A situação colaborou para que o seguro D&O (sigla para Directors and Officers Liability Insurance) virasse pauta de grandes reportagens. Talvez, as de maior impacto tenham sido relacionadas às divulgações de esquema de lavagem e desvio de dinheiro na Petrobras, com o envolvimento de políticos e grandes empreiteiras do País. Rumores se espalhavam questionando se a empresa conseguiria até mesmo renovar o seguro de seus executivos e membros do Conselho de Administração devido à operação Lava Jato.
Em nota, a Petrobras reforçou que a contratação do seguro D&O é uma obrigação estatutária da empresa e que sua renovação foi realizada mantendo o limite da apólice em US$ 250 milhões para um período de 12 meses de vigência. "O seguro é extensivo aos gestores e ex-gestores das subsidiárias, cobrindo as despesas de defesa em processos judiciais ou administrativos além das responsabilidades por atos decorrentes do exercício do cargo ou função, excluindo-se os atos dolosos e a condenação por multa", declarou a empresa.
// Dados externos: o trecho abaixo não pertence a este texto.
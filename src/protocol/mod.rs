// SPDX-License-Identifier: MPL-2.0
// This Source Code Form is subject to the terms of the Mozilla Public
// License, v. 2.0. If a copy of the MPL was not distributed with this
// file, You can obtain one at https://mozilla.org/MPL/2.0/.

//! Wire dialects for talking to NAD receivers.
//!
//! NAD receivers speak one of two dialects depending on how they are reached:
//!
//! - [`PacketizedAdapter`]: fixed 5-byte binary frames on TCP port 50001
//!   (network streamers such as the C 338 / C 368).
//! - [`QueryResponseAdapter`]: `Main.<Attribute>` text lines over Telnet or
//!   an RS-232 serial link.
//!
//! Both implement [`ReceiverProtocol`], so the rest of the crate is unaware of
//! which dialect is in use once a [`Connector`] has opened the transport.

mod connector;
mod packetized;
mod query_response;

pub use connector::{Connector, DialConnector, SERIAL_BAUD_RATE, probe};
pub use packetized::{PacketizedAdapter, Register, TCP_PORT, TCP_SOURCES};
pub use query_response::QueryResponseAdapter;

use std::future::Future;
use std::io;
use std::time::Duration;

use async_trait::async_trait;
use tokio::io::{AsyncRead, AsyncWrite};

use crate::error::{Result, TransportError};
use crate::types::{SourceSelector, StepDirection, Volume};

/// Byte stream an adapter can run on: a TCP socket, a serial port or a test pipe.
pub trait ByteStream: AsyncRead + AsyncWrite + Unpin + Send {}

impl<T: AsyncRead + AsyncWrite + Unpin + Send> ByteStream for T {}

/// Receiver status in normalized units.
///
/// Line-dialect receivers only answer power queries in standby, so a status
/// read from a powered-off receiver carries power alone.
#[derive(Debug, Clone, PartialEq, Eq, Default)]
pub struct ReceiverStatus {
    /// Power state.
    pub power: bool,
    /// Mute state, if it was read.
    pub muted: Option<bool>,
    /// Volume in percent, if it was read.
    pub volume: Option<Volume>,
    /// Current source name; `None` if not read or not mapped.
    pub source: Option<String>,
}

impl ReceiverStatus {
    /// Creates a status that only carries the power state.
    #[must_use]
    pub fn power_only(power: bool) -> Self {
        Self {
            power,
            ..Self::default()
        }
    }

    /// Returns `true` if only the power state was read.
    #[must_use]
    pub fn is_partial(&self) -> bool {
        self.muted.is_none() && self.volume.is_none()
    }
}

/// Capability interface shared by both wire dialects.
///
/// Adapters own their transport. Any I/O failure surfaces as
/// [`Error::Transport`](crate::Error::Transport); the caller decides whether
/// to reconnect and retry.
#[async_trait]
pub trait ReceiverProtocol: Send {
    /// Returns the names of the selectable sources.
    async fn source_list(&mut self) -> Result<Vec<String>>;

    /// Reads power, mute, volume and source from the receiver.
    async fn fetch_status(&mut self) -> Result<ReceiverStatus>;

    /// Switches the receiver on or to standby.
    async fn set_power(&mut self, on: bool) -> Result<()>;

    /// Sets an absolute volume.
    async fn set_volume(&mut self, volume: Volume) -> Result<()>;

    /// Moves the volume one step from `current`.
    async fn step_volume(&mut self, direction: StepDirection, current: Volume) -> Result<()>;

    /// Mutes or unmutes.
    async fn set_mute(&mut self, muted: bool) -> Result<()>;

    /// Selects an input source.
    async fn select_source(&mut self, source: &SourceSelector) -> Result<()>;

    /// Performs the cheapest round trip that proves the receiver answers.
    async fn ping(&mut self) -> Result<()>;

    /// Closes the transport. Errors are ignored.
    async fn close(&mut self);
}

/// Runs an I/O future with a deadline, mapping failures to [`TransportError`].
pub(crate) async fn timed<T>(
    limit: Duration,
    fut: impl Future<Output = io::Result<T>>,
) -> std::result::Result<T, TransportError> {
    match tokio::time::timeout(limit, fut).await {
        Ok(Ok(value)) => Ok(value),
        Ok(Err(e)) if e.kind() == io::ErrorKind::UnexpectedEof => Err(TransportError::Closed),
        Ok(Err(e)) => Err(TransportError::Io(e)),
        Err(_) => Err(TransportError::Timeout(
            u64::try_from(limit.as_millis()).unwrap_or(u64::MAX),
        )),
    }
}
Para a Comissão de Responsabilidade Civil do Sincor-SP, a lei em vigor combinada com a forte valorização do seguro pela imprensa colocam em evidência a importância da proteção para resguardar os executivos. "Sem dúvida, a lei alavancará as vendas do seguro de responsabilidade dos administradores, principalmente pela preocupação desses profissionais no cumprimento das regras de compliance [conjunto de disciplinas para fazer cumprir as normas legais e regulamentares, e evitar qualquer desvio ou inconformidade]", acredita a Comissão.
O grupo afirma que a implantação de programas de compliance será ampliada em decorrência da regulamentação. "De maneira objetiva, as empresas terão melhor governança e propiciará uma evolução cultural, contribuindo para a ampliação da contratação do seguro", destaca.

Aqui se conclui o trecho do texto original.